◆ Activity ◆
Here is a block of records. Copy every one of them exactly.

◆ Records from a dataset ◆
Segment Open
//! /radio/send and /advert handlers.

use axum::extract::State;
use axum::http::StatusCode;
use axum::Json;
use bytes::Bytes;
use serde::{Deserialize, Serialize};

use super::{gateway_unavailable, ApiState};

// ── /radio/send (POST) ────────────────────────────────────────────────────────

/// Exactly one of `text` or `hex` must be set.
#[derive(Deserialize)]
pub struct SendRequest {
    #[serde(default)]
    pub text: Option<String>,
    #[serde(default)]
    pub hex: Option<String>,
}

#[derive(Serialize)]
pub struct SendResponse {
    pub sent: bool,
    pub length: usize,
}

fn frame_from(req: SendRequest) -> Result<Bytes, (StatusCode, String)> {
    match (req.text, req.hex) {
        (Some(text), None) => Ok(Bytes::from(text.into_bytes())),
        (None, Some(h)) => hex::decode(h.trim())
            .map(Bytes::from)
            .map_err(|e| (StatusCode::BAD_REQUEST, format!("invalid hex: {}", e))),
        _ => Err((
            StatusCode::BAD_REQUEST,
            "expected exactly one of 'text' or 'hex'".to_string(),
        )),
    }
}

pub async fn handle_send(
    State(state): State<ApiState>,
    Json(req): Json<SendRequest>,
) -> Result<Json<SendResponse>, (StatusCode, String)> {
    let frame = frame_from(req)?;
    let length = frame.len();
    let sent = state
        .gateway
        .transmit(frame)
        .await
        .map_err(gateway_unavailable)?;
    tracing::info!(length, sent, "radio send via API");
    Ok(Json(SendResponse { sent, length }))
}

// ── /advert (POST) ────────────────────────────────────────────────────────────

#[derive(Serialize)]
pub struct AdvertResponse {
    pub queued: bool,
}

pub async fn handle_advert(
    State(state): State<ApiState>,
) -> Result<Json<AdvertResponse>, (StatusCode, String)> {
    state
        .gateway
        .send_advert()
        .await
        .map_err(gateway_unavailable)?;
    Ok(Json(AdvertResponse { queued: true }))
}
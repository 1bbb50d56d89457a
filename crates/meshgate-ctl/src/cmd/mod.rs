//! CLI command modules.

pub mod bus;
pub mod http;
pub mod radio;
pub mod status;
Segment Closed
◆ Reply to the task ◆
//! /radio/send and /advert handlers.

use axum::extract::State;
use axum::http::StatusCode;
use axum::Json;
use bytes::Bytes;
use serde::{Deserialize, Serialize};

use super::{gateway_unavailable, ApiState};

// ── /radio/send (POST) ────────────────────────────────────────────────────────

/// Exactly one of `text` or `hex` must be set.
#[derive(Deserialize)]
pub struct SendRequest {
    #[serde(default)]
    pub text: Option<String>,
    #[serde(default)]
    pub hex: Option<String>,
}

#[derive(Serialize)]
pub struct SendResponse {
    pub sent: bool,
    pub length: usize,
}

fn frame_from(req: SendRequest) -> Result<Bytes, (StatusCode, String)> {
    match (req.text, req.hex) {
        (Some(text), None) => Ok(Bytes::from(text.into_bytes())),
        (None, Some(h)) => hex::decode(h.trim())
            .map(Bytes::from)
            .map_err(|e| (StatusCode::BAD_REQUEST, format!("invalid hex: {}", e))),
        _ => Err((
            StatusCode::BAD_REQUEST,
            "expected exactly one of 'text' or 'hex'".to_string(),
        )),
    }
}

pub async fn handle_send(
    State(state): State<ApiState>,
    Json(req): Json<SendRequest>,
) -> Result<Json<SendResponse>, (StatusCode, String)> {
    let frame = frame_from(req)?;
    let length = frame.len();
    let sent = state
        .gateway
        .transmit(frame)
        .await
        .map_err(gateway_unavailable)?;
    tracing::info!(length, sent, "radio send via API");
    Ok(Json(SendResponse { sent, length }))
}

// ── /advert (POST) ────────────────────────────────────────────────────────────

#[derive(Serialize)]
pub struct AdvertResponse {
    pub queued: bool,
}

pub async fn handle_advert(
    State(state): State<ApiState>,
) -> Result<Json<AdvertResponse>, (StatusCode, String)> {
    state
        .gateway
        .send_advert()
        .await
        .map_err(gateway_unavailable)?;
    Ok(Json(AdvertResponse { queued: true }))
}
repository 1bbb50d56d89457a
filename crates/meshgate-ctl/src/cmd/mod.rs
//! CLI command modules.

pub mod bus;
pub mod http;
pub mod radio;
pub mod status;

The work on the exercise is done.